(Source data)

☆ ☆ ☆ ☆ ☆ ☆ ☆

//! Trade proposals and their pending -> accepted/rejected lifecycle

use crate::config::RosterRules;
use crate::error::{LeagueError, Result};
use crate::roster::{plan_transfer, roster_write_error, RosterStore};
use league_store::{
    LeagueStore, NewTradeProposal, PlayerId, ProposalId, TeamId, TradeProposal, TradeSettlement,
    TradeStatus,
};
use std::collections::HashSet;
use std::sync::Arc;

/// Trade proposal ledger
///
/// Proposals are validated against fresh rosters when they are made and
/// again when they are accepted, since either roster may change in between.
#[derive(Clone)]
pub struct TradeLedger {
    store: Arc<dyn LeagueStore>,
    rosters: RosterStore,
    require_balanced: bool,
}

impl TradeLedger {
    pub fn new(store: Arc<dyn LeagueStore>, rules: &RosterRules) -> Self {
        let rosters = RosterStore::new(store.clone());
        Self { store, rosters, require_balanced: rules.require_balanced_trades }
    }

    /// Record a new pending proposal
    pub async fn propose(
        &self,
        proposer: TeamId,
        receiver: TeamId,
        offered: Vec<PlayerId>,
        requested: Vec<PlayerId>,
    ) -> Result<TradeProposal> {
        self.validate_shape(proposer, receiver, &offered, &requested)?;

        let from = self.rosters.require(proposer).await?;
        let to = self.rosters.require(receiver).await?;
        plan_transfer(&from, &to, &offered, &requested)?;

        let proposal = self
            .store
            .insert_trade_proposal(NewTradeProposal {
                proposing_team_id: proposer,
                receiving_team_id: receiver,
                offered,
                requested,
            })
            .await?;

        tracing::info!(
            "Team {} proposed trade {} to team {}: {:?} for {:?}",
            proposer,
            proposal.id,
            receiver,
            proposal.offered,
            proposal.requested
        );
        Ok(proposal)
    }

    fn validate_shape(
        &self,
        proposer: TeamId,
        receiver: TeamId,
        offered: &[PlayerId],
        requested: &[PlayerId],
    ) -> Result<()> {
        if proposer == receiver {
            return Err(LeagueError::invalid_trade("a team cannot trade with itself"));
        }
        if offered.is_empty() {
            return Err(LeagueError::invalid_trade("at least one player must be offered"));
        }
        if self.require_balanced && offered.len() != requested.len() {
            return Err(LeagueError::invalid_trade(format!(
                "trade must be balanced: {} offered, {} requested",
                offered.len(),
                requested.len()
            )));
        }

        let mut seen = HashSet::new();
        if let Some(id) = offered.iter().chain(requested).find(|id| !seen.insert(**id)) {
            return Err(LeagueError::invalid_trade(format!("player {id} is listed more than once")));
        }
        Ok(())
    }

    pub async fn get(&self, id: ProposalId) -> Result<TradeProposal> {
        self.store
            .load_trade_proposal(id)
            .await?
            .ok_or(LeagueError::ProposalNotFound { proposal_id: id })
    }

    /// Move a pending proposal to rejected
    ///
    /// Returns false without changing anything when the proposal has already
    /// been accepted or rejected.
    pub async fn reject(&self, id: ProposalId) -> Result<bool> {
        let changed = self.store.set_trade_status(id, TradeStatus::Pending, TradeStatus::Rejected).await?;
        if changed {
            tracing::info!("Trade {} rejected", id);
            return Ok(true);
        }

        // Distinguish an unknown id from a settled proposal
        let proposal = self.get(id).await?;
        tracing::debug!("Trade {} is already {}, reject ignored", id, proposal.status);
        Ok(false)
    }

    /// Accept a pending proposal and exchange the players
    ///
    /// The status change and both roster writes commit together; on any
    /// failure the proposal stays pending and neither roster changes.
    pub async fn accept(&self, id: ProposalId) -> Result<TradeProposal> {
        let proposal = self.get(id).await?;
        if !proposal.is_pending() {
            tracing::warn!("Trade {} cannot be accepted, it is {}", id, proposal.status);
            return Err(LeagueError::ProposalNotPending { proposal_id: id, status: proposal.status });
        }

        let from = self.rosters.require(proposal.proposing_team_id).await?;
        let to = self.rosters.require(proposal.receiving_team_id).await?;
        let plan = plan_transfer(&from, &to, &proposal.offered, &proposal.requested)?;

        match self.store.settle_trade(id, &[plan.from, plan.to]).await? {
            TradeSettlement::Settled { proposal, .. } => {
                tracing::info!(
                    "Trade {} accepted: team {} sent {:?}, team {} sent {:?}",
                    id,
                    proposal.proposing_team_id,
                    proposal.offered,
                    proposal.receiving_team_id,
                    proposal.requested
                );
                Ok(proposal)
            }
            TradeSettlement::ProposalMissing => Err(LeagueError::ProposalNotFound { proposal_id: id }),
            TradeSettlement::NotPending(status) => {
                Err(LeagueError::ProposalNotPending { proposal_id: id, status })
            }
            TradeSettlement::Rosters(write) => {
                tracing::warn!("Trade {} could not be settled: {:?}", id, write);
                Err(roster_write_error(write))
            }
        }
    }

    /// Pending proposals addressed to the team, oldest first
    pub async fn list_pending_for(&self, team_id: TeamId) -> Result<Vec<TradeProposal>> {
        let mut pending: Vec<TradeProposal> = self
            .store
            .load_trade_proposals()
            .await?
            .into_iter()
            .filter(|p| p.is_pending() && p.receiving_team_id == team_id)
            .collect();
        pending.sort_by_key(|p| p.id);
        Ok(pending)
    }

    /// Pending proposals the team has sent, oldest first
    pub async fn list_outgoing_for(&self, team_id: TeamId) -> Result<Vec<TradeProposal>> {
        let mut outgoing: Vec<TradeProposal> = self
            .store
            .load_trade_proposals()
            .await?
            .into_iter()
            .filter(|p| p.is_pending() && p.proposing_team_id == team_id)
            .collect();
        outgoing.sort_by_key(|p| p.id);
        Ok(outgoing)
    }
}
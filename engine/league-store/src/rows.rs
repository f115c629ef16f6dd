//! Schema adapter between external store rows and league entities
//!
//! The relational store (and the JSON seed format) uses snake_case column
//! names that do not always match entity field names. Each entity has one row
//! struct carrying the external names, one field table mapping external column
//! to entity field, and a validating `TryFrom` conversion. Nothing outside this
//! module knows the external names.

use crate::error::{Result, StoreError};
use crate::types::{
    Player, PlayerId, ProposalId, Roster, ScheduledMatchup, Team, TeamId, TradeProposal,
    TradeStatus,
};
use chrono::{DateTime, Utc};
use serde::{Deserialize, Serialize};

/// (external column, entity field)
pub type FieldMap = &'static [(&'static str, &'static str)];

pub const PLAYER_FIELDS: FieldMap = &[
    ("id", "id"),
    ("name", "name"),
    ("position", "position"),
    ("team", "nfl_team"),
    ("image_url", "image_url"),
    ("projected_points", "projected_points"),
    ("weekly_scores", "weekly_scores"),
];

pub const TEAM_FIELDS: FieldMap = &[
    ("id", "id"),
    ("name", "name"),
    ("wins", "wins"),
    ("losses", "losses"),
    ("ties", "ties"),
    ("points_for", "points_for"),
];

pub const ROSTER_FIELDS: FieldMap = &[
    ("team_id", "team_id"),
    ("starters", "starters"),
    ("bench", "bench"),
    ("version", "version"),
];

pub const MATCHUP_FIELDS: FieldMap =
    &[("week", "week"), ("team1_id", "team1_id"), ("team2_id", "team2_id")];

pub const TRADE_PROPOSAL_FIELDS: FieldMap = &[
    ("id", "id"),
    ("proposing_team_id", "proposing_team_id"),
    ("receiving_team_id", "receiving_team_id"),
    ("offered_player_ids", "offered"),
    ("requested_player_ids", "requested"),
    ("status", "status"),
    ("created_at", "created_at"),
];

/// Comma-separated external column list for a SELECT
pub fn column_list(fields: FieldMap) -> String {
    fields.iter().map(|(column, _)| *column).collect::<Vec<_>>().join(", ")
}

/// External column backing an entity field
pub fn column_for(fields: FieldMap, field: &str) -> Option<&'static str> {
    fields.iter().find(|(_, f)| *f == field).map(|(column, _)| *column)
}

#[derive(Debug, Clone, Serialize, Deserialize, sqlx::FromRow)]
pub struct PlayerRow {
    pub id: i64,
    pub name: String,
    pub position: String,
    pub team: String,
    #[serde(default)]
    pub image_url: Option<String>,
    pub projected_points: f64,
    #[serde(default)]
    pub weekly_scores: Option<Vec<f64>>,
}

#[derive(Debug, Clone, Serialize, Deserialize, sqlx::FromRow)]
pub struct TeamRow {
    pub id: i64,
    pub name: String,
    #[serde(default)]
    pub wins: i32,
    #[serde(default)]
    pub losses: i32,
    #[serde(default)]
    pub ties: i32,
    #[serde(default)]
    pub points_for: f64,
}

#[derive(Debug, Clone, Serialize, Deserialize, sqlx::FromRow)]
pub struct RosterRow {
    pub team_id: i64,
    pub starters: Vec<i64>,
    pub bench: Vec<i64>,
    #[serde(default)]
    pub version: i64,
}

#[derive(Debug, Clone, Serialize, Deserialize, sqlx::FromRow)]
pub struct MatchupRow {
    pub week: i32,
    pub team1_id: i64,
    pub team2_id: i64,
}

#[derive(Debug, Clone, Serialize, Deserialize, sqlx::FromRow)]
pub struct TradeProposalRow {
    pub id: i64,
    pub proposing_team_id: i64,
    pub receiving_team_id: i64,
    pub offered_player_ids: Vec<i64>,
    pub requested_player_ids: Vec<i64>,
    pub status: String,
    pub created_at: DateTime<Utc>,
}

fn positive_id(entity: &'static str, field: &str, value: i64) -> Result<i64> {
    if value <= 0 {
        return Err(StoreError::invalid_row(entity, format!("{field} must be positive, got {value}")));
    }
    Ok(value)
}

fn non_negative_count(entity: &'static str, field: &str, value: i32) -> Result<u32> {
    u32::try_from(value)
        .map_err(|_| StoreError::invalid_row(entity, format!("{field} must be >= 0, got {value}")))
}

fn player_ids(entity: &'static str, field: &str, ids: Vec<i64>) -> Result<Vec<PlayerId>> {
    ids.into_iter().map(|id| positive_id(entity, field, id).map(PlayerId)).collect()
}

impl TryFrom<PlayerRow> for Player {
    type Error = StoreError;

    fn try_from(row: PlayerRow) -> Result<Self> {
        let id = positive_id("player", "id", row.id)?;
        if row.name.trim().is_empty() {
            return Err(StoreError::invalid_row("player", format!("player {id} has an empty name")));
        }
        if !row.projected_points.is_finite() {
            return Err(StoreError::invalid_row(
                "player",
                format!("player {id} has a non-finite projection"),
            ));
        }
        let weekly_scores = row.weekly_scores.unwrap_or_default();
        if weekly_scores.iter().any(|score| !score.is_finite()) {
            return Err(StoreError::invalid_row(
                "player",
                format!("player {id} has a non-finite weekly score"),
            ));
        }

        Ok(Player {
            id: PlayerId(id),
            name: row.name,
            position: row.position,
            nfl_team: row.team,
            image_url: row.image_url,
            projected_points: row.projected_points,
            weekly_scores,
        })
    }
}

impl From<&Player> for PlayerRow {
    fn from(player: &Player) -> Self {
        Self {
            id: player.id.0,
            name: player.name.clone(),
            position: player.position.clone(),
            team: player.nfl_team.clone(),
            image_url: player.image_url.clone(),
            projected_points: player.projected_points,
            weekly_scores: if player.weekly_scores.is_empty() {
                None
            } else {
                Some(player.weekly_scores.clone())
            },
        }
    }
}

impl TryFrom<TeamRow> for Team {
    type Error = StoreError;

    fn try_from(row: TeamRow) -> Result<Self> {
        let id = positive_id("team", "id", row.id)?;
        if row.name.trim().is_empty() {
            return Err(StoreError::invalid_row("team", format!("team {id} has an empty name")));
        }
        if !row.points_for.is_finite() {
            return Err(StoreError::invalid_row("team", format!("team {id} has invalid points_for")));
        }

        Ok(Team {
            id: TeamId(id),
            name: row.name,
            wins: non_negative_count("team", "wins", row.wins)?,
            losses: non_negative_count("team", "losses", row.losses)?,
            ties: non_negative_count("team", "ties", row.ties)?,
            points_for: row.points_for,
        })
    }
}

/// Record counts saturate at the column's range
fn count_column(count: u32) -> i32 {
    i32::try_from(count).unwrap_or(i32::MAX)
}

impl From<&Team> for TeamRow {
    fn from(team: &Team) -> Self {
        Self {
            id: team.id.0,
            name: team.name.clone(),
            wins: count_column(team.wins),
            losses: count_column(team.losses),
            ties: count_column(team.ties),
            points_for: team.points_for,
        }
    }
}

impl TryFrom<RosterRow> for Roster {
    type Error = StoreError;

    fn try_from(row: RosterRow) -> Result<Self> {
        let team_id = TeamId(positive_id("roster", "team_id", row.team_id)?);
        if row.version < 0 {
            return Err(StoreError::invalid_row(
                "roster",
                format!("roster {team_id} has negative version {}", row.version),
            ));
        }

        let roster = Roster {
            team_id,
            starters: player_ids("roster", "starters", row.starters)?,
            bench: player_ids("roster", "bench", row.bench)?,
            version: row.version,
        };

        if let Some(duplicate) = roster.first_duplicate() {
            return Err(StoreError::invalid_row(
                "roster",
                format!("roster {team_id} lists player {duplicate} more than once"),
            ));
        }

        Ok(roster)
    }
}

impl From<&Roster> for RosterRow {
    fn from(roster: &Roster) -> Self {
        Self {
            team_id: roster.team_id.0,
            starters: roster.starters.iter().map(|id| id.0).collect(),
            bench: roster.bench.iter().map(|id| id.0).collect(),
            version: roster.version,
        }
    }
}

impl TryFrom<MatchupRow> for ScheduledMatchup {
    type Error = StoreError;

    fn try_from(row: MatchupRow) -> Result<Self> {
        if row.week < 1 {
            return Err(StoreError::invalid_row("matchup", format!("week must be >= 1, got {}", row.week)));
        }
        let team1 = positive_id("matchup", "team1_id", row.team1_id)?;
        let team2 = positive_id("matchup", "team2_id", row.team2_id)?;
        if team1 == team2 {
            return Err(StoreError::invalid_row(
                "matchup",
                format!("team {team1} cannot play itself in week {}", row.week),
            ));
        }

        Ok(ScheduledMatchup { week: row.week as u32, team1_id: TeamId(team1), team2_id: TeamId(team2) })
    }
}

impl From<&ScheduledMatchup> for MatchupRow {
    fn from(matchup: &ScheduledMatchup) -> Self {
        Self {
            week: matchup.week as i32,
            team1_id: matchup.team1_id.0,
            team2_id: matchup.team2_id.0,
        }
    }
}

impl TryFrom<TradeProposalRow> for TradeProposal {
    type Error = StoreError;

    fn try_from(row: TradeProposalRow) -> Result<Self> {
        let id = positive_id("trade_proposal", "id", row.id)?;
        let status = row
            .status
            .parse::<TradeStatus>()
            .map_err(|e| StoreError::invalid_row("trade_proposal", format!("proposal {id}: {e}")))?;

        Ok(TradeProposal {
            id: ProposalId(id),
            proposing_team_id: TeamId(positive_id(
                "trade_proposal",
                "proposing_team_id",
                row.proposing_team_id,
            )?),
            receiving_team_id: TeamId(positive_id(
                "trade_proposal",
                "receiving_team_id",
                row.receiving_team_id,
            )?),
            offered: player_ids("trade_proposal", "offered_player_ids", row.offered_player_ids)?,
            requested: player_ids(
                "trade_proposal",
                "requested_player_ids",
                row.requested_player_ids,
            )?,
            status,
            created_at: row.created_at,
        })
    }
}

impl From<&TradeProposal> for TradeProposalRow {
    fn from(proposal: &TradeProposal) -> Self {
        Self {
            id: proposal.id.0,
            proposing_team_id: proposal.proposing_team_id.0,
            receiving_team_id: proposal.receiving_team_id.0,
            offered_player_ids: proposal.offered.iter().map(|id| id.0).collect(),
            requested_player_ids: proposal.requested.iter().map(|id| id.0).collect(),
            status: proposal.status.as_str().to_string(),
            created_at: proposal.created_at,
        }
    }
}

/// Convert a batch of rows, failing on the first invalid one
pub fn convert_all<R, T>(rows: Vec<R>) -> Result<Vec<T>>
where
    T: TryFrom<R, Error = StoreError>,
{
    rows.into_iter().map(T::try_from).collect()
}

☆ ☆ ☆ ☆ ☆ ☆ ☆

### Work required
Copy, from the data above, every line where the word "tracing" appears.

### Exercise answer
        tracing::info!(
            tracing::info!("Trade {} rejected", id);
        tracing::debug!("Trade {} is already {}, reject ignored", id, proposal.status);
            tracing::warn!("Trade {} cannot be accepted, it is {}", id, proposal.status);
                tracing::info!(
                tracing::warn!("Trade {} could not be settled: {:?}", id, write);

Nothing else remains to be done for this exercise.